EXTRACTED ENTRIES START
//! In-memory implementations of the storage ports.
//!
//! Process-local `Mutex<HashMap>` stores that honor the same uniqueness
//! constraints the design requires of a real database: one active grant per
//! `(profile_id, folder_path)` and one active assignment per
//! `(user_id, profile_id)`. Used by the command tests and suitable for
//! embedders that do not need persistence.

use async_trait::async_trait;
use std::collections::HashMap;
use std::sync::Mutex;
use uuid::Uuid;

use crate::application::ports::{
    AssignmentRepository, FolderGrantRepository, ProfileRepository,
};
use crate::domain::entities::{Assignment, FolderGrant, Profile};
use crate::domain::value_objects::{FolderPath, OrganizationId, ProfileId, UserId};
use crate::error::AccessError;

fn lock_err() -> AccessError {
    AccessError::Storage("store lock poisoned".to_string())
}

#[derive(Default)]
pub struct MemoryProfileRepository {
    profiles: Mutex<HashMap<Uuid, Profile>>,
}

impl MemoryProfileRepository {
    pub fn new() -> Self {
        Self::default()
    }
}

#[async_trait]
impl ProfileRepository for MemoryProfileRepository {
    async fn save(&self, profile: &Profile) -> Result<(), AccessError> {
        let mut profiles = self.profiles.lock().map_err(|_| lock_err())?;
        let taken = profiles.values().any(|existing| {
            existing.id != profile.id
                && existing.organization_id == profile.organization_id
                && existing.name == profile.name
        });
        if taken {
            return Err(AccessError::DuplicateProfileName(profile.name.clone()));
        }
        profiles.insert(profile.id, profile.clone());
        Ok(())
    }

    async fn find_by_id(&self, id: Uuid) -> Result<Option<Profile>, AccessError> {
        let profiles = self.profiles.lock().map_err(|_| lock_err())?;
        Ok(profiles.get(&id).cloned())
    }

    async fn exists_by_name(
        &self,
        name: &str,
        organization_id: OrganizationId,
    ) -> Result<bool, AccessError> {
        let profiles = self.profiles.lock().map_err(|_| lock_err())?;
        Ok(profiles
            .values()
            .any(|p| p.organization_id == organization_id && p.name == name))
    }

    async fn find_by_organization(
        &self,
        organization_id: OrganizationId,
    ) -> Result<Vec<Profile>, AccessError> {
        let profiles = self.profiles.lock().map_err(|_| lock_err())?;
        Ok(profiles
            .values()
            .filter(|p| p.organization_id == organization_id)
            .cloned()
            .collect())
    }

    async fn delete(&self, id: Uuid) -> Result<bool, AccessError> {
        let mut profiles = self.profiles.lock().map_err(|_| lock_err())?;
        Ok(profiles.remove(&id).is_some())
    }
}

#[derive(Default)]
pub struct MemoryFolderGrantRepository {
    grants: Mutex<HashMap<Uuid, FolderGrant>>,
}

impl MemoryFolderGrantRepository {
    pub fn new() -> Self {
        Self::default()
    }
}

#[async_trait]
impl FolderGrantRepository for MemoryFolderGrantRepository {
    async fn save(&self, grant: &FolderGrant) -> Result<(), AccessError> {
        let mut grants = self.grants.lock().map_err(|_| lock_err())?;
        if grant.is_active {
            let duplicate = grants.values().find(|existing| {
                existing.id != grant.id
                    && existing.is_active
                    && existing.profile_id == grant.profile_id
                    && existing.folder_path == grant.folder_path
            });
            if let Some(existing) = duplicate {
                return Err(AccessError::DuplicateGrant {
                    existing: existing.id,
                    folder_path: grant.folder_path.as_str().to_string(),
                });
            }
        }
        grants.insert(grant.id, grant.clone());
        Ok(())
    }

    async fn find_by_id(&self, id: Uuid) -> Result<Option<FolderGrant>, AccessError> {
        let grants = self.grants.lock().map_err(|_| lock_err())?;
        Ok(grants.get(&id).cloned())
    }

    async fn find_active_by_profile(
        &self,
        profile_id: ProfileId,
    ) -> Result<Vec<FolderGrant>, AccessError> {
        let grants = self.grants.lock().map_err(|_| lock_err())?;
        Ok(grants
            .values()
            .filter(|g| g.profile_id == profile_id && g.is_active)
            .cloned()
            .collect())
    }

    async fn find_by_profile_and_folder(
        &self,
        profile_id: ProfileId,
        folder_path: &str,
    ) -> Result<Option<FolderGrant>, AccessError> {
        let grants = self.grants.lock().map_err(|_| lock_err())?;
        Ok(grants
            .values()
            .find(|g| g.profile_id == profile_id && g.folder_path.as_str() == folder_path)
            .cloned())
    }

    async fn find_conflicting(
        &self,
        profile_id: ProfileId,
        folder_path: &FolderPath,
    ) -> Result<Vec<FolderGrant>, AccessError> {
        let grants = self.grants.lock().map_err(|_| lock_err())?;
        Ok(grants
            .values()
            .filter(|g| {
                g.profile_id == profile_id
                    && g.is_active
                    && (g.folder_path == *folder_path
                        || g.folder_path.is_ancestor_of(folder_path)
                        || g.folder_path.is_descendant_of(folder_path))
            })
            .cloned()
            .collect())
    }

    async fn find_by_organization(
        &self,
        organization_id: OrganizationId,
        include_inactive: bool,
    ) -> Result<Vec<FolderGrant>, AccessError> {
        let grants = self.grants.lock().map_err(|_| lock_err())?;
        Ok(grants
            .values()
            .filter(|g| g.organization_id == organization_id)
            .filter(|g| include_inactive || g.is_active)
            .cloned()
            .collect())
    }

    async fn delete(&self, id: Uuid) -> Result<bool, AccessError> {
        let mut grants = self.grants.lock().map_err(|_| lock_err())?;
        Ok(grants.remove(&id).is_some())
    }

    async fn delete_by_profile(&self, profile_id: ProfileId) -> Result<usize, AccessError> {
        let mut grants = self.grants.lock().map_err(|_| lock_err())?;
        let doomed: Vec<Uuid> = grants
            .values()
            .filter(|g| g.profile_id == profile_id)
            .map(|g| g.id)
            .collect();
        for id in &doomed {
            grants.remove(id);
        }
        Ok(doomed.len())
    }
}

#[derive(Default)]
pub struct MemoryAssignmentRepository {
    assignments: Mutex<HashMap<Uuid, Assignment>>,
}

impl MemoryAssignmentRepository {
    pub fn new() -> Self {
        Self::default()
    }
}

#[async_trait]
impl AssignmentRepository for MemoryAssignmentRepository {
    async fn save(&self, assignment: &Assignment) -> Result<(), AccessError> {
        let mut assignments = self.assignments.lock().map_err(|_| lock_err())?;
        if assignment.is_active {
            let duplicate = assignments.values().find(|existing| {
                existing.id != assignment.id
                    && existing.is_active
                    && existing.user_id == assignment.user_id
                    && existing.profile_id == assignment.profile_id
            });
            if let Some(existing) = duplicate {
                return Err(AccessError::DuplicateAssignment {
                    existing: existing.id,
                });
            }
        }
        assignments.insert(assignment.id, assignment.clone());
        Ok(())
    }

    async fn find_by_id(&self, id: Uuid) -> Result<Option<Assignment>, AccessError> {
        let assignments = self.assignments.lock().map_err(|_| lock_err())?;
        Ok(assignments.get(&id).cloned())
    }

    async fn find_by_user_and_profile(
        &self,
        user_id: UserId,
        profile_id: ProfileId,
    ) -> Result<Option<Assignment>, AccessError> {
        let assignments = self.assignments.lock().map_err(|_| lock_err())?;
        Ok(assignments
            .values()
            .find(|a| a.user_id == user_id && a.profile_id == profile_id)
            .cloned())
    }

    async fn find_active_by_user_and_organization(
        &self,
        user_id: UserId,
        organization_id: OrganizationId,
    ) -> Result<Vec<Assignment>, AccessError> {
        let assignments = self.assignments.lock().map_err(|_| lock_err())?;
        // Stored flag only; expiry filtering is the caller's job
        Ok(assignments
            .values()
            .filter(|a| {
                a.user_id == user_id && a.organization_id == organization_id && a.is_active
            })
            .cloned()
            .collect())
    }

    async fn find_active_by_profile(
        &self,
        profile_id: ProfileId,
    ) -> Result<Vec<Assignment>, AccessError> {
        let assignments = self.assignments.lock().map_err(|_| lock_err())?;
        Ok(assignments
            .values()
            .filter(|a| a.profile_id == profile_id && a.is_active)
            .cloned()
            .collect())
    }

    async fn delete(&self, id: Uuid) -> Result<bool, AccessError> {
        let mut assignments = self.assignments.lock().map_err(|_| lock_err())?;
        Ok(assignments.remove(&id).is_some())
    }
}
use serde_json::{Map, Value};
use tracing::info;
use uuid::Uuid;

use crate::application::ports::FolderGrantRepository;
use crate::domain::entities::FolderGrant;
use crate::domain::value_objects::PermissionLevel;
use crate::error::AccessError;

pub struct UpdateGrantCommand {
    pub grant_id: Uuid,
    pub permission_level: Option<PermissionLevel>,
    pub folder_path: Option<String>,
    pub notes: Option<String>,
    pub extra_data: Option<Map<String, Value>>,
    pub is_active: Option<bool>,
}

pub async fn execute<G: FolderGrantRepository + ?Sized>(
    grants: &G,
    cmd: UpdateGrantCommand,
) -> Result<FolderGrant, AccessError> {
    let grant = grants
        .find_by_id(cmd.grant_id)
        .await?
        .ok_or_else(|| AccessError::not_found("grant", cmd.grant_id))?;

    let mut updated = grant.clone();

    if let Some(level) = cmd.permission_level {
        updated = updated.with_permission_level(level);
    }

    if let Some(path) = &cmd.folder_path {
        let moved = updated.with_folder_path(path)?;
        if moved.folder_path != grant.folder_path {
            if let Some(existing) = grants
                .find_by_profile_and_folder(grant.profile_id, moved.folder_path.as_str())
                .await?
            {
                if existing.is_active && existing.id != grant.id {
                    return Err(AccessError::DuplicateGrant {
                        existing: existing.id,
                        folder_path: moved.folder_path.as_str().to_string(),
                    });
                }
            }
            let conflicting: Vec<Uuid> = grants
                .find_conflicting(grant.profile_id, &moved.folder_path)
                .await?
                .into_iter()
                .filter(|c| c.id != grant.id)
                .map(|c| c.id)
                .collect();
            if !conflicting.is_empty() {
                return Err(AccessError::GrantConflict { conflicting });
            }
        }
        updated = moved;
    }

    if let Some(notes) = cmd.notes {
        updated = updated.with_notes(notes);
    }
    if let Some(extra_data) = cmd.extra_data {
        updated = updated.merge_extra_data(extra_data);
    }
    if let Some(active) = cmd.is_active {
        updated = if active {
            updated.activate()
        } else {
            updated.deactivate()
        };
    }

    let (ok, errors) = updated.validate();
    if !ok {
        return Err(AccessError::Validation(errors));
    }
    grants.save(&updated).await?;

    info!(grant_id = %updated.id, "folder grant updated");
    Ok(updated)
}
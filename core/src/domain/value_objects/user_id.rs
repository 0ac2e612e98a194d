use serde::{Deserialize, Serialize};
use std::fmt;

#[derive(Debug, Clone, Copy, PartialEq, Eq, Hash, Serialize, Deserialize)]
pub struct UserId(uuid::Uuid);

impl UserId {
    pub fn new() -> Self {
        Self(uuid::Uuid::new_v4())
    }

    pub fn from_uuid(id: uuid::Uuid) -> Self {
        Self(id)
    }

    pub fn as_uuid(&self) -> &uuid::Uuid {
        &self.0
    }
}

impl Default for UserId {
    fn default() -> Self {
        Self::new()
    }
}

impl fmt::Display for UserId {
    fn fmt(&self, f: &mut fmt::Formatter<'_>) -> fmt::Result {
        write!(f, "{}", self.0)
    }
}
EXTRACTED ENTRIES END
## [AIM OF THE EXERCISE]
Return, word for word, every line from the line with "fn default() ->" to the final line of the data.

## [TASK ANSWER]
    fn default() -> Self {
        Self::new()
    }
}

impl fmt::Display for UserId {
    fn fmt(&self, f: &mut fmt::Formatter<'_>) -> fmt::Result {
        write!(f, "{}", self.0)
    }
}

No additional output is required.